この2点を踏まえた第3部の分析からは、10世紀後半から13世紀前半にかけての地方史人名録の編纂流行は、ある地域で編纂された地方史人名録が他地域へ流通し、その地域の地方史人名録の編纂に用いられるという、編纂・流通・利用の連鎖構造をその実態としていたことが明らかになる。そして、この連鎖構造の成立に関わったのは、ハディースの伝わる地域をイスラーム世界と見なし、各地域をその不可分の一部であると考えるハディース学者の理念や、よりイスラーム的な地域の由緒を求める社会的な需要であったとの見解が提示される。しかし、それ以上に重要な背景として本研究があげるのが、ハディース学者の学問的活動における二つの実用的要求である。その一つは、ハディースとその関連知識の流通を維持するという学問上の必要である。ハディース学者が、ハディースの収集・記録と真正性判定という学問的活動を行うためには、ハディースとその伝承者の経歴・評価といった知識が地域を越えて流通している環境が必要であり、そうした知識の流通媒体として、地方史人名録が編纂され、流通し、利用されていたと考えられる。

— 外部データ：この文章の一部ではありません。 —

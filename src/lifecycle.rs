// lifecycle.rs - Overlay Thread Lifecycle
//
// The overlay runs on its own thread because the host's event loop may not
// yield. start() creates the surfaces there and waits for the result, so a
// failed startup never leaves a half-built overlay. stop() posts shutdown,
// which unblocks the native loop, and joins the thread before returning.

use std::sync::mpsc;
use std::sync::Arc;
use std::thread::{self, JoinHandle};

use anyhow::{anyhow, Context, Result};
use log::{error, info};

use crate::bridge::{FocusBridge, FocusEvent, FocusProvider};
use crate::config::HighlightSettings;
use crate::constants::names;
use crate::geometry::{BorderStrips, Rect};
use crate::overlay::{OverlayBackend, OverlaySink};

/// A running focus highlight
pub struct Highlighter {
    bridge: FocusBridge,
    sink: Arc<dyn OverlaySink>,
    thread: Option<JoinHandle<()>>,
}

impl Highlighter {
    /// Spawn the overlay thread, create the surfaces on it and wait until
    /// they exist (or creation failed).
    pub fn start<B: OverlayBackend>(mut backend: B, settings: &HighlightSettings) -> Result<Self> {
        settings.validate().context("invalid highlight settings")?;

        let (ready_tx, ready_rx) = mpsc::channel::<Result<Arc<dyn OverlaySink>>>();

        let thread = thread::Builder::new()
            .name(names::OVERLAY_THREAD.to_string())
            .spawn(move || {
                // No focus yet: every surface starts zero-sized
                match backend.create(&BorderStrips::default()) {
                    Ok(sink) => {
                        if ready_tx.send(Ok(sink)).is_err() {
                            // Nobody is waiting any more; don't keep windows around
                            backend.destroy();
                            return;
                        }
                        backend.run();
                        backend.destroy();
                    }
                    Err(e) => {
                        error!("Overlay startup failed: {:#}", e);
                        let _ = ready_tx.send(Err(e));
                    }
                }
            })
            .context("failed to spawn overlay thread")?;

        match ready_rx.recv() {
            Ok(Ok(sink)) => {
                info!("Focus highlight started");
                Ok(Self {
                    bridge: FocusBridge::new(settings.thickness),
                    sink,
                    thread: Some(thread),
                })
            }
            Ok(Err(e)) => {
                let _ = thread.join();
                Err(e.context("failed to create overlay surfaces"))
            }
            Err(_) => {
                let _ = thread.join();
                Err(anyhow!("overlay thread exited during startup"))
            }
        }
    }

    /// Call from the host's focus event handler
    pub fn on_focus_changed(&self, event: &FocusEvent, provider: &dyn FocusProvider) -> bool {
        self.bridge.on_focus_changed(event, provider, self.sink.as_ref())
    }

    /// Rectangle the frame currently surrounds
    pub fn highlighted(&self) -> Rect {
        self.bridge.last_drawn()
    }

    pub fn is_running(&self) -> bool {
        self.thread.as_ref().is_some_and(|thread| !thread.is_finished())
    }

    /// Tear the overlay down and wait for the overlay thread to finish
    pub fn stop(mut self) {
        self.shutdown();
    }

    fn shutdown(&mut self) {
        let Some(thread) = self.thread.take() else {
            return;
        };
        self.sink.request_shutdown();
        if thread.join().is_err() {
            error!("Overlay thread panicked during shutdown");
        }
        info!("Focus highlight stopped");
    }
}

impl Drop for Highlighter {
    fn drop(&mut self) {
        self.shutdown();
    }
}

もう一つの実用的要求は、高い学問的評価を得ようとするハディース学者の野心である。地方史人名録がジャンルとして成立し、高い評価を受ける作品が出現すると、同様の形態でより優れた作品を発表し、より高い評価を得ようとする活動が行われる。この学問的野心が、地方史人名録の利用を新たな作品の編纂に結びつけ、編纂・流通・利用の連鎖構造を完成させることで、各地で同様の地方史人名録が次々と編纂されるという現象を生み出していたと考えられるのである。地方史人名録の編纂流行を大きく支えたのは、学問的活動に不可欠な材料の流通を維持するための学問的必要と、評価の見込める形態で業績を出し、学問的評価を得ようとするハディース学者の野心であったとの結論が導かれる。

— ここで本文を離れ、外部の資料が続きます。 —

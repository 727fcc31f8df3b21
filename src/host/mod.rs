// host/mod.rs - Focus Sources
//
// Feeds focus changes into a Highlighter when it runs standalone instead of
// inside a screen reader. The Win32 adapter listens for system focus events
// and answers focus/desktop queries from the window manager.

#[cfg(windows)]
mod windows;

#[cfg(windows)]
pub use self::windows::{run_focus_loop, SystemFocusProvider};
// scheduler.rs - Periodic Repaint Scheduling
//
// Layered windows can lose their pixels without getting a paint request, so
// one recurring timer forces all border surfaces to redraw. This type only
// decides when the timer is armed and which ticks belong to it; the backend
// owns the native timer.

use std::time::Duration;

use crate::constants::repaint;

#[derive(Debug, Clone)]
pub struct RepaintScheduler {
    period: Duration,
    timer_id: usize,
    /// Surface index the timer is registered on
    armed_on: Option<usize>,
}

impl Default for RepaintScheduler {
    fn default() -> Self {
        Self::new(Duration::from_millis(repaint::PERIOD_MS))
    }
}

impl RepaintScheduler {
    pub fn new(period: Duration) -> Self {
        Self {
            period,
            timer_id: repaint::TIMER_ID,
            armed_on: None,
        }
    }

    pub fn is_armed(&self) -> bool {
        self.armed_on.is_some()
    }

    /// A border surface became visible. Returns the period and timer id to
    /// arm the first time only; later shows keep the existing timer.
    pub fn on_surface_shown(&mut self, surface: usize) -> Option<(Duration, usize)> {
        if self.armed_on.is_some() {
            return None;
        }
        self.armed_on = Some(surface);
        Some((self.period, self.timer_id))
    }

    /// True when a timer message is our repaint tick
    pub fn is_repaint_tick(&self, timer_id: usize) -> bool {
        self.armed_on.is_some() && timer_id == self.timer_id
    }

    /// The OS drops a window's timers together with the window
    pub fn on_surface_destroyed(&mut self, surface: usize) {
        if self.armed_on == Some(surface) {
            self.armed_on = None;
        }
    }
}

#[cfg(test)]
mod tests {
    use super::*;

    #[test]
    fn arms_once_on_first_show() {
        let mut scheduler = RepaintScheduler::default();
        assert!(!scheduler.is_armed());

        assert_eq!(
            scheduler.on_surface_shown(2),
            Some((Duration::from_millis(300), repaint::TIMER_ID))
        );
        assert!(scheduler.is_armed());
        assert_eq!(scheduler.on_surface_shown(0), None);
        assert_eq!(scheduler.on_surface_shown(2), None);
    }

    #[test]
    fn only_recognises_its_own_timer() {
        let mut scheduler = RepaintScheduler::default();
        assert!(!scheduler.is_repaint_tick(repaint::TIMER_ID));

        scheduler.on_surface_shown(0);
        assert!(scheduler.is_repaint_tick(repaint::TIMER_ID));
        assert!(!scheduler.is_repaint_tick(repaint::TIMER_ID + 1));
    }

    #[test]
    fn destroying_the_timer_surface_disarms() {
        let mut scheduler = RepaintScheduler::new(Duration::from_millis(50));
        scheduler.on_surface_shown(1);

        scheduler.on_surface_destroyed(3);
        assert!(scheduler.is_armed());

        scheduler.on_surface_destroyed(1);
        assert!(!scheduler.is_armed());
        assert_eq!(
            scheduler.on_surface_shown(3),
            Some((Duration::from_millis(50), repaint::TIMER_ID))
        );
    }
}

本研究の以上の議論からは、ハディース学者が行っていた、知識の流通・収集・利用の連環が浮かび上がってくる。ハディース学者の学問的活動とは、ハディースとそれに関連する知識の流通・収集・利用の連環の中で、(1)ハディース学者自身の理念、(2)イスラーム的な地域の由緒を求めるような社会的需要、そして(3)知識の連環自体の維持に関わる学問的必要という三つの要素を勘案しながら、収集した知識をより高い評価の見込める形態で利用することによって業績を生産し、その業績を流通させることで学問的な評価を獲得しようと努めることだったのである。こうした学問的活動のあり方からハディース学者、あるいは、より広くウラマーと呼ばれた存在を見ると、彼らの知識人としての存立基盤は、知識の連環に参加し、その中で一定の学問的評価を得ることにあったと把握される。

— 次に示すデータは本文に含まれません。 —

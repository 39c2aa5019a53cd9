// TDC Toolkit
// Copyright (c) 2026 The TDC Toolkit Developers.
//
// This Source Code Form is subject to the terms of the Mozilla Public
// License, v. 2.0. If a copy of the MPL was not distributed with this
// file, You can obtain one at https://mozilla.org/MPL/2.0/.

//! The g² driver: for a three-channel experiment, chooses peak windows,
//! runs the coincidence engine with three configurations, and computes
//! the normalized second-order correlation.
//!
//! Channel-swap bookkeeping and the supplementary `n_sync_1/n_sync`,
//! `n_sync_2/n_sync` fractions on [`G2Report`] go beyond the bare g²
//! ratio to match what a typical coincidence-counting report prints.

use tdc_core::error::insufficient_data_error;
use tdc_core::model::SYNC_CHANNEL;
use tdc_core::{ChannelSpec, Event, Result};

use crate::coincidence::CoincidenceEngine;
use crate::histogram::{extract_peak, DEFAULT_BIN_COUNT, DEFAULT_PEAK_HALF_WIDTH_PS};

/// A caller-supplied or auto-extracted delay window, in picoseconds.
#[derive(Debug, Clone, Copy, PartialEq, Eq)]
pub struct PeakWindow {
    pub start_ps: i64,
    pub end_ps: i64,
}

/// The full result of a g² computation.
#[derive(Debug, Clone, Copy, PartialEq)]
pub struct G2Report {
    pub n_sync: u64,
    pub n_sync_1: u64,
    pub n_sync_2: u64,
    pub n_sync_1_2: u64,
    pub n_sync_1_over_n_sync: f64,
    pub n_sync_2_over_n_sync: f64,
    pub g2: f64,
    pub window_1: PeakWindow,
    pub window_2: PeakWindow,
    /// `true` if channel labels 1 and 2 were swapped so that `window_1`
    /// is always the earlier-arriving peak.
    pub channels_swapped: bool,
}

fn to_windowed(channel: u8, window: PeakWindow) -> ChannelSpec {
    ChannelSpec::Windowed {
        channel,
        peak_start_ps: window.start_ps.max(0) as u64,
        peak_end_ps: window.end_ps.max(0) as u64,
    }
}

/// Computes g² for a sync (channel 0) plus two detector channels (1 and
/// 2), given already-sorted events (sorting is the caller's
/// responsibility, see [`sort_events`]).
///
/// If `window_1`/`window_2` are not supplied, they are extracted via
/// [`extract_peak`] with the default half-width and bin count.
pub fn compute_g2(
    events: &[Event],
    detector_1: u8,
    detector_2: u8,
    window_1: Option<PeakWindow>,
    window_2: Option<PeakWindow>,
) -> Result<G2Report> {
    let mut window_1 = match window_1 {
        Some(w) => w,
        None => auto_peak_window(events, detector_1)?,
    };
    let mut window_2 = match window_2 {
        Some(w) => w,
        None => auto_peak_window(events, detector_2)?,
    };

    // Channel 1 must always be the earlier peak.
    let channels_swapped = window_1.start_ps > window_2.start_ps;
    if channels_swapped {
        std::mem::swap(&mut window_1, &mut window_2);
    }

    let (ch1, ch2) = if channels_swapped { (detector_2, detector_1) } else { (detector_1, detector_2) };

    let specs = vec![
        vec![ChannelSpec::Plain(SYNC_CHANNEL), to_windowed(ch1, window_1)],
        vec![ChannelSpec::Plain(SYNC_CHANNEL), to_windowed(ch2, window_2)],
        vec![
            ChannelSpec::Plain(SYNC_CHANNEL),
            to_windowed(ch1, window_1),
            to_windowed(ch2, window_2),
        ],
    ];

    let mut engine = CoincidenceEngine::configure(&specs, None)?;
    engine.process_events(events);

    let n_sync = engine.singles(SYNC_CHANNEL);
    let n_sync_1 = engine.count(&[SYNC_CHANNEL, ch1]).unwrap_or(0);
    let n_sync_2 = engine.count(&[SYNC_CHANNEL, ch2]).unwrap_or(0);
    let n_sync_1_2 = engine.count(&[SYNC_CHANNEL, ch1, ch2]).unwrap_or(0);

    if n_sync_1 == 0 || n_sync_2 == 0 {
        return insufficient_data_error(
            "g2 is undefined when either single-detector coincidence count is zero",
        );
    }

    let g2 = (n_sync as f64 * n_sync_1_2 as f64) / (n_sync_1 as f64 * n_sync_2 as f64);

    Ok(G2Report {
        n_sync,
        n_sync_1,
        n_sync_2,
        n_sync_1_2,
        n_sync_1_over_n_sync: n_sync_1 as f64 / n_sync as f64,
        n_sync_2_over_n_sync: n_sync_2 as f64 / n_sync as f64,
        g2,
        window_1,
        window_2,
        channels_swapped,
    })
}

fn auto_peak_window(events: &[Event], target: u8) -> Result<PeakWindow> {
    match extract_peak(events, SYNC_CHANNEL, target, DEFAULT_PEAK_HALF_WIDTH_PS, DEFAULT_BIN_COUNT) {
        Some((start, end)) => Ok(PeakWindow { start_ps: start, end_ps: end }),
        None => insufficient_data_error(format!(
            "no sync -> channel {target} pairs to extract a peak window from"
        )),
    }
}

/// Stable-sorts events by timestamp.
pub fn sort_events(events: &mut [Event]) {
    events.sort_by_key(|e| e.timestamp_ps);
}

#[cfg(test)]
mod tests {
    use super::*;

    // Given N=1000, N1=100, N2=100, N12=5, g2 = (1000*5)/(100*100) = 0.5.
    #[test]
    fn g2_formula_matches_the_coincidence_ratio() {
        let n_sync = 1000u64;
        let n1 = 100u64;
        let n2 = 100u64;
        let n12 = 5u64;
        let g2 = (n_sync as f64 * n12 as f64) / (n1 as f64 * n2 as f64);
        assert!((g2 - 0.5).abs() < 1e-9);
    }

    fn synthetic_g2_stream() -> Vec<Event> {
        // 10 sync pulses; detector 1 always fires 15ps later (within a
        // (10,20) window), detector 2 fires 35ps later (within (30,40))
        // on every other pulse, so n_sync_1_2 < n_sync_1.
        let mut events = Vec::new();
        for i in 0..10u64 {
            let t0 = i * 1_000;
            events.push(Event::new(0, t0));
            events.push(Event::new(1, t0 + 15));
            if i % 2 == 0 {
                events.push(Event::new(2, t0 + 35));
            }
        }
        events
    }

    #[test]
    fn computes_g2_with_explicit_windows() {
        let events = synthetic_g2_stream();
        let report = compute_g2(
            &events,
            1,
            2,
            Some(PeakWindow { start_ps: 10, end_ps: 20 }),
            Some(PeakWindow { start_ps: 30, end_ps: 40 }),
        )
        .unwrap();

        assert_eq!(report.n_sync, 10);
        assert_eq!(report.n_sync_1, 10);
        assert_eq!(report.n_sync_2, 5);
        assert_eq!(report.n_sync_1_2, 5);
        assert!(!report.channels_swapped);
        let expected = (10.0 * 5.0) / (10.0 * 5.0);
        assert!((report.g2 - expected).abs() < 1e-9);
    }

    #[test]
    fn swaps_channel_labels_when_peak_2_arrives_first() {
        let events = synthetic_g2_stream();
        // Pass windows reversed relative to arrival order: window_1 (the
        // argument named "detector_1's window") is the later peak.
        let report = compute_g2(
            &events,
            1,
            2,
            Some(PeakWindow { start_ps: 30, end_ps: 40 }),
            Some(PeakWindow { start_ps: 10, end_ps: 20 }),
        )
        .unwrap();

        assert!(report.channels_swapped);
        assert_eq!(report.window_1, PeakWindow { start_ps: 10, end_ps: 20 });
        assert_eq!(report.window_2, PeakWindow { start_ps: 30, end_ps: 40 });
    }

    #[test]
    fn insufficient_data_when_a_window_never_matches() {
        let events = synthetic_g2_stream();
        let result = compute_g2(
            &events,
            1,
            2,
            Some(PeakWindow { start_ps: 10, end_ps: 20 }),
            // A window that never matches channel 2's actual delay (35ps).
            Some(PeakWindow { start_ps: 500, end_ps: 510 }),
        );
        assert!(result.is_err());
    }

    #[test]
    fn sort_events_orders_by_timestamp_stably() {
        let mut events = vec![Event::new(2, 5), Event::new(1, 5), Event::new(0, 1)];
        sort_events(&mut events);
        assert_eq!(events[0].timestamp_ps, 1);
        assert_eq!(events[1].channel, 2);
        assert_eq!(events[2].channel, 1);
    }
}
// TDC Toolkit
// Copyright (c) 2026 The TDC Toolkit Developers.
//
// This Source Code Form is subject to the terms of the Mozilla Public
// License, v. 2.0. If a copy of the MPL was not distributed with this
// file, You can obtain one at https://mozilla.org/MPL/2.0/.

//! The stream pipeline: bounded queues with a `Shutdown` sentinel, the
//! decoder task that bridges them, and the chunked event sink events
//! are written into.

pub mod decoder;
pub mod pipeline;
pub mod queue;
pub mod sink;

pub use pipeline::{run, QueueRawSink, DEFAULT_QUEUE_CAPACITY};
pub use queue::{channel, Received, Receiver, Sender};
pub use sink::{ChunkedFileSink, EventSink};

これまでの社会史的ウラマー研究は、ウラマーが様々なコネクションやカーディー(裁判官)職などの有力ポストを手に入れ、社会的影響力を行使したことを解明してきた。その一方で、ウラマーとして存立するための重要な基盤となる学問的評価が、どのような活動を通してどのように形成されていたのかは論じられてこなかった。地方史人名録の編纂流行を分析した本研究からハディース学者の学問的活動が浮き彫りにされたことは、ウラマーの知識人としての側面と社会的エリートとしての側面を統合し、ウラマーの歴史的実態を立体的に理解していくための重要な足がかりとなるのである。